Łąka szaleje, zdaje się, że słodycze migoczą zza mgły rozpadu.

Happy nachyla się, idzie za ciosem.

Wtedy bańka pryska jak guma balonowa i Ana wstaje.

Otwiera usta, ale zaraz znów je zamyka. Kręci głową; wzburzone loki sypią piorunami, kwiaty więdną, upadają na ziemię, muzyka cichnie jak zabita.

Ana biegnie w dół zbocza, ale Happy już jej nie goni. Spokojny, ogląda niebo. Serpentyna leci na południe, chłopak widzi jej kolorowy ogon.

– Piękne – przyznaje.

*

Następnego dnia w szkole nie ma Any. Happy szuka jej wszędzie – bez zdziwienia, ale z niejakim smutkiem. Na lekcji o produkcji karmelków ziołowych nie może się skupić, ciągle spogląda na drogę, ale nie chce widzieć auta. W końcu wstaje i wychodzi, nikt go nie zatrzymuje, wszyscy boją się spojrzenia. Plotka już się rozeszła? Pewnie ktoś zauważył go z Aną dzień wcześniej.

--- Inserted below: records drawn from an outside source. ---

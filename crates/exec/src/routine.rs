//! The compiled routine: the callable product of analysis plus one-time
//! descriptor resolution, invoked by the rasterizer or dispatcher once per
//! batch of lanes.

use crate::emit::Emitter;
use crate::lanes::Lanes;
use crate::memory::{BindingRef, DescriptorBindings, DescriptorLayout};
use lanewise_core::{Error, FastHashMap, ObjectKind, Shader};
use std::sync::Arc;

/// Builtin values exchanged with the rasterizer, one component vector per
/// builtin.
pub type BuiltinValues = FastHashMap<spirv::BuiltIn, Vec<Lanes>>;

/// Everything one lane-group evaluation reads and writes. Inputs and
/// outputs are indexed by interface slot; builtins travel separately.
pub struct Invocation<'a> {
    pub inputs: &'a [Lanes],
    pub outputs: &'a mut [Lanes],
    pub input_builtins: &'a BuiltinValues,
    pub output_builtins: &'a mut BuiltinValues,
    pub descriptors: DescriptorBindings<'a>,
    /// Live lanes at the front of the group; the rest stay inactive.
    pub lane_count: usize,
}

/// A shader specialized against a descriptor layout. Cheap to share; the
/// cache hands out one instance per fingerprint.
pub struct Routine {
    shader: Arc<Shader>,
    bindings: FastHashMap<u32, BindingRef>,
}

impl Routine {
    /// Resolve every descriptor-backed object against the pipeline's
    /// layout. Binding offsets are computed here, once per compile, never
    /// per access.
    pub fn compile(shader: Arc<Shader>, layout: &DescriptorLayout) -> Result<Self, Error> {
        let mut bindings = FastHashMap::default();
        for (id, object) in shader.objects() {
            if !matches!(object.kind, ObjectKind::PhysicalPointer) {
                continue;
            }
            let d = shader.decorations_for(id.0);
            let (set, binding) = d
                .descriptor_set
                .zip(d.binding)
                .ok_or(Error::MissingBinding { id: id.0 })?;
            bindings.insert(id.0, layout.resolve(set, binding)?);
        }
        Ok(Self { shader, bindings })
    }

    pub fn shader(&self) -> &Arc<Shader> {
        &self.shader
    }

    /// Evaluate the shader for one lane group. Runs the whole
    /// prolog/body/epilog sequence to completion or fails fatally; there is
    /// no suspension or retry. Returns the lanes that finished without
    /// executing a discard.
    pub fn invoke(&self, invocation: &mut Invocation<'_>) -> Result<Lanes, Error> {
        Emitter::new(&self.shader, &self.bindings, invocation).run()
    }
}
mod error;
mod module;
pub mod analysis;

pub use analysis::{
    slot_index, AttribType, BuiltinSlice, Decorations, ExecutionModes, InterfaceSlot, Object,
    ObjectId, ObjectKind, Shader, Type, TypeId, MAX_INTERFACE_SLOTS,
};
pub use error::Error;
pub use module::{Insn, Insns, Module, ModuleBuilder, HEADER_WORDS};

/// Hash maps keyed by shader-local ids, on the fast non-cryptographic hasher.
pub type FastHashMap<K, V> =
    std::collections::HashMap<K, V, std::hash::BuildHasherDefault<fxhash::FxHasher>>;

Rusza w stronę Donutów Donna. Mija billboard; dzisiaj nie znajdzie czasu dla Mike’a.

Przy pączkarni stoi tłum ludzi. Przeciska się przez spanikowanych gapiów. W luce pomiędzy ich ramionami dostrzega gnijące truchło sprzedawcy leżące pośrodku sklepu. Robaki prawie je przykryły. Ciekawe, co widzi reszta? Nikt nie wie, co zrobić, przecież to się nie zdarza, nie tutaj. Ktoś popłakuje, ktoś nerwowo drapie się po szyi, do krwi, do kości, ale większość po prostu odchodzi. Obok stoi inna pączkarnia.

Happy nabiera powietrza w płuca i toruje sobie drogę. Obce łokcie ustępują z trudem, niechętnie, jak wysokie pnie drzew zasłaniające słońce. Chłopak podwaja wysiłek, aż zbiorowisko go wypluwa. Odprowadzany spojrzeniami, wchodzi do pomieszczenia i łapie gnijącego, niebieskiego pączka. Nikt go nie zatrzymuje. Kolejny punkt to wzgórze na którym wczoraj byli. Podczas wspinaczki nad Happym krąży serpentynowy wąż. Dziwne, wygląda, jakby celowo latał wokół wzgórza.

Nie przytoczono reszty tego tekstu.